↓
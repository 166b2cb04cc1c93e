// src/logging.rs
use tracing_subscriber::{fmt, prelude::*, EnvFilter};

pub const ENV_LOG_FORMAT: &str = "NEWS_LOG_FORMAT";
const DEFAULT_FILTER: &str = "news_aggregator=info,warn";

/// Install the global subscriber: `RUST_LOG` filter (default above), compact
/// lines, or JSON when `NEWS_LOG_FORMAT=json`. Safe to call twice; the second
/// call is a no-op.
pub fn init_tracing() {
    let filter =
        EnvFilter::try_from_default_env().unwrap_or_else(|_| EnvFilter::new(DEFAULT_FILTER));

    let json = std::env::var(ENV_LOG_FORMAT).is_ok_and(|v| v.eq_ignore_ascii_case("json"));

    let registry = tracing_subscriber::registry().with(filter);
    let res = if json {
        registry.with(fmt::layer().json()).try_init()
    } else {
        registry.with(fmt::layer().compact()).try_init()
    };
    if res.is_err() {
        tracing::debug!("tracing subscriber already installed");
    }
}
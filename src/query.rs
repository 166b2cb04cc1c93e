// src/query.rs
//! Validated aggregate query. The only constructors validate, so anything the
//! engine receives already satisfies `page >= 1` and `1 <= page_size <= 100`.

use serde::Deserialize;

use crate::cache::cache_key;
use crate::error::QueryError;
use crate::ingest::types::{Category, FetchParams};

pub const DEFAULT_PAGE_SIZE: u32 = 20;
pub const MAX_PAGE_SIZE: u32 = 100;

/// Immutable filter for one aggregation.
#[derive(Debug, Clone, PartialEq, Eq)]
pub struct AggregateQuery {
    category: Option<Category>,
    q: Option<String>,
    page: u32,
    page_size: u32,
}

/// Query-string shape accepted by the boundary; numbers stay raw so that
/// malformed input maps to our own client error.
#[derive(Debug, Clone, Default, Deserialize)]
#[serde(rename_all = "camelCase")]
pub struct RawQuery {
    pub category: Option<String>,
    pub q: Option<String>,
    pub page: Option<String>,
    pub page_size: Option<String>,
}

impl AggregateQuery {
    pub fn new(
        category: Option<Category>,
        q: Option<&str>,
        page: u32,
        page_size: u32,
    ) -> Result<Self, QueryError> {
        Self::with_max(category, q, page, page_size, MAX_PAGE_SIZE)
    }

    /// First page, default size, no filters.
    pub fn latest() -> Self {
        Self {
            category: None,
            q: None,
            page: 1,
            page_size: DEFAULT_PAGE_SIZE,
        }
    }

    fn with_max(
        category: Option<Category>,
        q: Option<&str>,
        page: u32,
        page_size: u32,
        max: u32,
    ) -> Result<Self, QueryError> {
        if page < 1 {
            return Err(QueryError::Page(page as i64));
        }
        let max = max.clamp(1, MAX_PAGE_SIZE);
        if page_size < 1 || page_size > max {
            return Err(QueryError::PageSize {
                got: page_size as i64,
                max,
            });
        }
        Ok(Self {
            category,
            q: q.and_then(normalize_q),
            page,
            page_size,
        })
    }

    /// Validate raw boundary input. Missing page -> 1, missing pageSize ->
    /// `default_page_size`, empty category/q -> absent.
    pub fn from_raw(
        raw: &RawQuery,
        default_page_size: u32,
        max_page_size: u32,
    ) -> Result<Self, QueryError> {
        let category = match raw.category.as_deref().map(str::trim) {
            None | Some("") => None,
            Some(c) => Some(
                c.parse::<Category>()
                    .map_err(|_| QueryError::Category(c.to_string()))?,
            ),
        };

        let page = parse_num("page", raw.page.as_deref())?.unwrap_or(1);
        let page_size = parse_num("pageSize", raw.page_size.as_deref())?
            .unwrap_or(default_page_size as i64);

        if page < 1 {
            return Err(QueryError::Page(page));
        }
        let max = max_page_size.clamp(1, MAX_PAGE_SIZE);
        if page_size < 1 || page_size > max as i64 {
            return Err(QueryError::PageSize {
                got: page_size,
                max,
            });
        }
        let page = u32::try_from(page).map_err(|_| QueryError::Malformed {
            field: "page",
            raw: page.to_string(),
        })?;

        Self::with_max(category, raw.q.as_deref(), page, page_size as u32, max)
    }

    pub fn category(&self) -> Option<Category> {
        self.category
    }

    pub fn q(&self) -> Option<&str> {
        self.q.as_deref()
    }

    pub fn page(&self) -> u32 {
        self.page
    }

    pub fn page_size(&self) -> u32 {
        self.page_size
    }

    /// Cache signature of this query shape.
    pub fn signature(&self) -> String {
        cache_key(self.category, self.q(), self.page, self.page_size)
    }

    pub fn fetch_params(&self) -> FetchParams {
        FetchParams {
            category: self.category,
            q: self.q.clone(),
            page: self.page,
            page_size: self.page_size,
        }
    }
}

/// Trim and collapse inner whitespace; blank queries are no query.
fn normalize_q(q: &str) -> Option<String> {
    let joined = q.split_whitespace().collect::<Vec<_>>().join(" ");
    if joined.is_empty() {
        None
    } else {
        Some(joined)
    }
}

fn parse_num(field: &'static str, raw: Option<&str>) -> Result<Option<i64>, QueryError> {
    match raw.map(str::trim) {
        None | Some("") => Ok(None),
        Some(s) => s.parse::<i64>().map(Some).map_err(|_| QueryError::Malformed {
            field,
            raw: s.to_string(),
        }),
    }
}
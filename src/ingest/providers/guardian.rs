// src/ingest/providers/guardian.rs
use anyhow::{anyhow, Context, Result};
use async_trait::async_trait;
use serde::Deserialize;

use crate::ingest::providers::check_status;
use crate::ingest::types::{
    Category, Classifier, FetchParams, NewsItem, SourceProvider, TickerExtractor,
};
use crate::ingest::{classify_with, extract_tickers, normalize_timestamp, sanitize_opt, sanitize_text, Lexicon};

pub const NAME: &str = "The Guardian";
const UPSTREAM_MAX_PAGE_SIZE: u32 = 50;

pub const LEXICON: &Lexicon = &[
    (Category::World, &["world", "global", "international", "politics", "government", "election", "brexit"]),
    (Category::Business, &["business", "economy", "market", "markets", "trade", "corporate", "company", "banking"]),
    (Category::Tech, &["technology", "tech", "software", "ai", "artificial intelligence", "startup", "app", "digital"]),
    (Category::Sports, &["sport", "sports", "football", "basketball", "tennis", "olympics", "championship", "league", "premier league"]),
    (Category::Entertainment, &["entertainment", "movie", "film", "music", "celebrity", "hollywood", "actor", "arts"]),
    (Category::Science, &["science", "research", "study", "discovery", "medical", "health", "covid", "climate"]),
    (Category::Crypto, &["cryptocurrency", "bitcoin", "ethereum", "blockchain", "crypto", "nft"]),
    (Category::Finance, &["finance", "investment", "stock", "stocks", "market", "banking", "trading", "fed", "economy"]),
];

pub fn classify(title: &str, description: Option<&str>) -> Option<Category> {
    classify_with(LEXICON, title, description)
}

fn upstream_section(c: Category) -> &'static str {
    match c {
        Category::World => "world",
        Category::Business | Category::Finance => "business",
        Category::Tech | Category::Crypto => "technology",
        Category::Sports => "sport",
        Category::Entertainment => "culture",
        Category::Science => "science",
    }
}

/// Guardian section ids that map cleanly onto one of our categories.
fn category_from_section(section: &str) -> Option<Category> {
    match section {
        "world" | "politics" | "us-news" | "uk-news" | "australia-news" => Some(Category::World),
        "business" => Some(Category::Business),
        "technology" => Some(Category::Tech),
        "sport" | "football" => Some(Category::Sports),
        "culture" | "film" | "music" | "tv-and-radio" | "stage" | "books" => {
            Some(Category::Entertainment)
        }
        "science" | "environment" => Some(Category::Science),
        "money" => Some(Category::Finance),
        _ => None,
    }
}

#[derive(Debug, Deserialize)]
struct Envelope {
    response: Resp,
}

#[derive(Debug, Deserialize)]
struct Resp {
    status: String,
    #[serde(default)]
    results: Vec<Article>,
    message: Option<String>,
}

#[derive(Debug, Deserialize)]
#[serde(rename_all = "camelCase")]
struct Article {
    section_id: Option<String>,
    web_title: Option<String>,
    web_url: Option<String>,
    web_publication_date: Option<String>,
    #[serde(default)]
    fields: Fields,
}

#[derive(Debug, Default, Deserialize)]
#[serde(rename_all = "camelCase")]
struct Fields {
    trail_text: Option<String>,
    byline: Option<String>,
    thumbnail: Option<String>,
}

/// Guardian Open Platform adapter (`/search`).
pub struct GuardianProvider {
    client: reqwest::Client,
    base_url: String,
    api_key: String,
    classify: Classifier,
    tickers: TickerExtractor,
}

impl GuardianProvider {
    pub fn new(client: reqwest::Client, base_url: &str, api_key: &str) -> Self {
        Self {
            client,
            base_url: base_url.trim_end_matches('/').to_string(),
            api_key: api_key.to_string(),
            classify,
            tickers: extract_tickers,
        }
    }

    pub fn with_classifier(mut self, f: Classifier) -> Self {
        self.classify = f;
        self
    }

    pub fn with_ticker_extractor(mut self, f: TickerExtractor) -> Self {
        self.tickers = f;
        self
    }

    pub fn request(&self, params: &FetchParams) -> Vec<(&'static str, String)> {
        let section = params.category.map(upstream_section).unwrap_or("news");
        let mut query = vec![
            ("page-size", params.page_size.min(UPSTREAM_MAX_PAGE_SIZE).to_string()),
            ("page", params.page.to_string()),
            ("show-fields", "headline,trailText,byline,thumbnail,lastModified".to_string()),
            ("order-by", "newest".to_string()),
            ("section", section.to_string()),
        ];
        if let Some(q) = params.q.as_deref() {
            query.push(("q", q.to_string()));
        }
        query
    }

    /// Parse a `/search` body. Section ids take precedence over keywords.
    pub fn items_from_body(&self, body: &str) -> Result<Vec<NewsItem>> {
        let env: Envelope = serde_json::from_str(body).context("parsing guardian json")?;
        let resp = env.response;
        if resp.status != "ok" {
            return Err(anyhow!(
                "guardian error: {}",
                resp.message.unwrap_or_else(|| resp.status.clone())
            ));
        }

        let mut out = Vec::with_capacity(resp.results.len());
        for a in resp.results {
            let (Some(raw_title), Some(url)) = (a.web_title.as_deref(), a.web_url) else {
                continue;
            };
            let title = sanitize_text(raw_title);
            if title.is_empty() || url.is_empty() {
                continue;
            }
            let description = sanitize_opt(a.fields.trail_text.as_deref());
            let category = a
                .section_id
                .as_deref()
                .and_then(category_from_section)
                .or_else(|| (self.classify)(&title, description.as_deref()));
            let tickers = (self.tickers)(&title, description.as_deref());

            out.push(
                NewsItem::new(
                    title,
                    url,
                    NAME,
                    a.web_publication_date.as_deref().and_then(normalize_timestamp),
                )
                .with_description(description)
                .with_image_url(a.fields.thumbnail)
                .with_author(sanitize_opt(a.fields.byline.as_deref()))
                .with_category(category)
                .with_tickers(tickers),
            );
        }
        Ok(out)
    }
}

#[async_trait]
impl SourceProvider for GuardianProvider {
    fn name(&self) -> &str {
        NAME
    }

    async fn fetch_from_source(&self, params: &FetchParams) -> Result<Vec<NewsItem>> {
        if self.api_key.is_empty() {
            return Err(anyhow!("Guardian API key not configured"));
        }
        let mut query = self.request(params);
        query.push(("api-key", self.api_key.clone()));
        let resp = self
            .client
            .get(format!("{}/search", self.base_url))
            .query(&query)
            .send()
            .await
            .context("guardian http get()")?;
        check_status(NAME, resp.status())?;
        let body = resp.text().await.context("guardian http .text()")?;
        self.items_from_body(&body)
    }
}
↑
Exercise objective
Among the lines above, count those that include the word "return". Give only the result.

Task result
6